Le goût sucré des pommes sauvages

Cela commence par le voyage d’un couple de vieux amoureux et la découverte d’un verger. La deuxième nouvelle confirme cette impression mélancolique qui inonde le recueil, avec le retour d’un homme dans la ville de sa jeunesse. 3 autres textes complètent cela avec des voyages intimes.

Elle s’imagina cette fille et son petit ami sous les arbres du vieux verger, seuls présences juvéniles en ce lieu où prévalaient le vieillissement et la mort. Tout particulièrement et avec une impitoyable netteté, elle vit cette fille, trop frêle pour l’amour, trop enfantine ou vieille trop prématurément, trop maigre avec sa poitrine osseuse, étendue entre les bras du jeune paysan, son petit visage pointu offert aux baisers et son petit corps étique abandonné à ses grandes mains calleuses. 

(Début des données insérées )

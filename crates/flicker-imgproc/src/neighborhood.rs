use flicker_image::GrayImage;

/// Ring position of the east (right) neighbor.
pub const E: usize = 0;
/// Ring position of the south-east neighbor.
pub const SE: usize = 1;
/// Ring position of the south neighbor.
pub const S: usize = 2;
/// Ring position of the south-west neighbor.
pub const SW: usize = 3;
/// Ring position of the west neighbor.
pub const W: usize = 4;
/// Ring position of the north-west neighbor.
pub const NW: usize = 5;
/// Ring position of the north neighbor.
pub const N: usize = 6;
/// Ring position of the north-east neighbor.
pub const NE: usize = 7;

/// The gray values of a 3x3 neighborhood.
///
/// `ring` runs clockwise (with y pointing down) starting at the right neighbor;
/// neighbors outside the image read as 0.
#[derive(Debug, Clone, Copy, PartialEq, Eq)]
pub struct Neighborhood {
    /// The center pixel.
    pub center: i32,
    /// The eight neighbors, indexed by [`E`], [`SE`], ... [`NE`].
    pub ring: [i32; 8],
}

impl Neighborhood {
    /// All nine values: the ring in clockwise order followed by the center.
    pub fn values(&self) -> [i32; 9] {
        let r = &self.ring;
        [r[0], r[1], r[2], r[3], r[4], r[5], r[6], r[7], self.center]
    }

    /// Sum of the eight neighbors.
    pub fn ring_sum(&self) -> i32 {
        self.ring.iter().sum()
    }
}

/// Extracts 3x3 neighborhoods from a gray image with zero fill beyond the edges.
///
/// The row offsets of the previous, current and next rows are cached, so scanning
/// an image in raster order only recomputes them once per row.
///
/// # Example
///
/// ```
/// use flicker_image::GrayImage;
/// use flicker_imgproc::neighborhood::{Sampler3x3, E, S};
///
/// let image = GrayImage::new([2, 2].into(), vec![1, 2, 3, 4]).unwrap();
/// let mut sampler = Sampler3x3::new(&image);
/// let hood = sampler.sample(0, 0);
/// assert_eq!(hood.center, 1);
/// assert_eq!(hood.ring[E], 2);
/// assert_eq!(hood.ring[S], 3);
/// ```
pub struct Sampler3x3<'a> {
    data: &'a [u8],
    cols: usize,
    rows: usize,
    row: Option<usize>,
    prev: Option<usize>,
    cur: usize,
    next: Option<usize>,
}

impl<'a> Sampler3x3<'a> {
    /// Create a sampler over `src`.
    pub fn new(src: &'a GrayImage) -> Self {
        Self {
            data: src.as_slice(),
            cols: src.cols(),
            rows: src.rows(),
            row: None,
            prev: None,
            cur: 0,
            next: None,
        }
    }

    fn seek_row(&mut self, y: usize) {
        if self.row == Some(y) {
            return;
        }
        self.row = Some(y);
        self.cur = y * self.cols;
        self.prev = (y > 0).then(|| self.cur - self.cols);
        self.next = (y + 1 < self.rows).then(|| self.cur + self.cols);
    }

    #[inline]
    fn read(&self, base: Option<usize>, x: usize, dx: isize) -> i32 {
        let Some(base) = base else {
            return 0;
        };
        let xx = x as isize + dx;
        if xx < 0 || xx as usize >= self.cols {
            return 0;
        }
        self.data[base + xx as usize] as i32
    }

    /// Sample the neighborhood centered at `(x, y)`.
    ///
    /// PRECONDITION: `(x, y)` lies inside the image.
    pub fn sample(&mut self, x: usize, y: usize) -> Neighborhood {
        debug_assert!(x < self.cols && y < self.rows);
        self.seek_row(y);

        let (prev, cur, next) = (self.prev, Some(self.cur), self.next);

        let mut ring = [0i32; 8];
        ring[E] = self.read(cur, x, 1);
        ring[SE] = self.read(next, x, 1);
        ring[S] = self.read(next, x, 0);
        ring[SW] = self.read(next, x, -1);
        ring[W] = self.read(cur, x, -1);
        ring[NW] = self.read(prev, x, -1);
        ring[N] = self.read(prev, x, 0);
        ring[NE] = self.read(prev, x, 1);

        Neighborhood {
            center: self.read(cur, x, 0),
            ring,
        }
    }
}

Ce recueil laisse un sentiment d’une grande intimité vécue. En quelques paragraphes ou avec plusieurs pages (selon la durée de la nouvelle), Wallace Stegner place ses personnages comme des observateurs du présent. Nous ressentons tout de suite leur sensibilité au monde et ils sont entièrement disposés à vivre des rencontres, avec le présent ou le passé. Cela peut être mélancolique comme dans les deux premières nouvelles. La musique que nous propose l’auteur fonctionne sur des tempo différents et passer d’une nouvelle de 20 pages à une autre de plus de 100 est une sensation étonnante. On passe d’une fugue à une symphonie et à chaque fois, le développement sensoriel fonctionne. L’auteur utilise tous les éléments de son décor pour soutenir le propos. L’auteur semble mettre en scène des êtres face à une réalité qu’ils ne connaissent pas. Là où les deux premiers textes placent les narrateurs dans une relation sensible, les trois autres textes mettent en avant la Raison. L’auteur pose la question de la position par rapport à la vie, l’engagement ou la retenue, la passion ou la raison. La rencontre est belle car elle ne se place pas sous le signe de la confrontation. Ce recueil se développe dans la tendresse et dans le questionnement qui reste à la fin de chaque texte. Pourrais-je changer mon rapport à la vie ? Ne vaut-il pas mieux choisir pour éviter des remords et des regrets ? Le voyage est le point commun de ces textes et William Stegner s’amuse à bouleverser le parcours, changer le rythme du trajet imaginé pour ouvrir alors une brèche dans le temps. Commence alors la force poétique de ces narrations. L’auteur parvient à évoquer tous les doutes ressentis par les personnages, une manière d’admettre un questionnement intime sans aucun drame. Le recueil propose une écoute du monde, introspective et pudique.

Ce recueil de nouvelles traduit par Eric Chédaille est publié par Gallmeister au prix de 8.90€.